Time is another popular magazine.  It’s a little boring sometimes, but then again I’m not a big media fan. Still if you keep reading long enough there will be something interesting.  I’m not saying it’s a bad magazine; I have read some interesting issues.  So it depends on the topic of the month on whether I would pick it up. Like National Geographic, it has beautiful photography.  I have use a few issues for reference.


Game Informer:

It’s game magazine.  Why not?  In the gaming industry they are always looking for artists.  It doesn’t matter if it’s for an actual video game or cover, artists will be needed.


ESPN, The Magazine:

ESPN…..I have nothing.  It’s sports magazine so it’s kind or straight forward and to the point.  Usually on most issues it’s a star athlete.  But, photography is art as well and I did say I like photography as well.


Reader’s Digest:

I have read one of these magazines in years.  But it still as everything though, which is can be a good thing.  I would have options if i worked for this magazines.


Wizard Magazine:

I have several of these from when i was a kid.  It was my comic book substitute.

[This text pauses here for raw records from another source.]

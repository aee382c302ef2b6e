use std::thread;
use std::time::Duration;

use anyhow::Result;
use indicatif::{ProgressBar, ProgressStyle};

use image_namer::namer::RunHandle;

const PROGRESS_BAR_CHARS: &str = "=>-";

const PROGRESS_BAR_TEMPLATE: &str = "[{elapsed_precise}] {bar:60.magenta/blue} {pos}/{len} ETA {eta} {msg}";

/// Poll the running worker until it is done, showing a progress bar.
///
/// Only the latest queued message is shown on the bar.
/// With `verbose`, every message is also printed above it.
pub fn follow(handle: &RunHandle, tick: Duration, verbose: bool) -> Result<()> {
    let progress_bar = ProgressBar::new(handle.stats().total() as u64);
    progress_bar.set_style(
        ProgressStyle::default_bar()
            .template(PROGRESS_BAR_TEMPLATE)?
            .progress_chars(PROGRESS_BAR_CHARS),
    );

    loop {
        // Read before draining so messages sent just before finishing are still shown.
        let finished = handle.stats().is_done() || handle.is_finished();

        let mut latest = None;
        for message in handle.messages().try_iter() {
            if verbose {
                progress_bar.println(&message);
            }
            latest = Some(message);
        }
        if let Some(message) = latest {
            progress_bar.set_message(message);
        }
        progress_bar.set_position(handle.stats().processed() as u64);

        if finished {
            break;
        }
        thread::sleep(tick);
    }

    progress_bar.finish();
    Ok(())
}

For an illustrator this would be a possible dream job.  It has a monthly contest and it is interesting.  But this would be my second choice.



Again, another game magazine.


Playstation The Official Magazine(PSM):

And another game magazine.  They are all the same anyway.



I love music.  This would be a dream job as well.  Meet new/favorite bands and get introduced to different types music.



I think this is still popular.  It has been in business for years now.  But like National Geographic I would love to be able to travel.  This magazines cover events around the world also.  And has lovely photography.  That’s what caught my eye the most.


I have no idea how to start a magazine.  But i would start by interviewing writers, artist, photographers and editors?  Put together a group to come up with a common interest. From there compile up everyone’s ideas.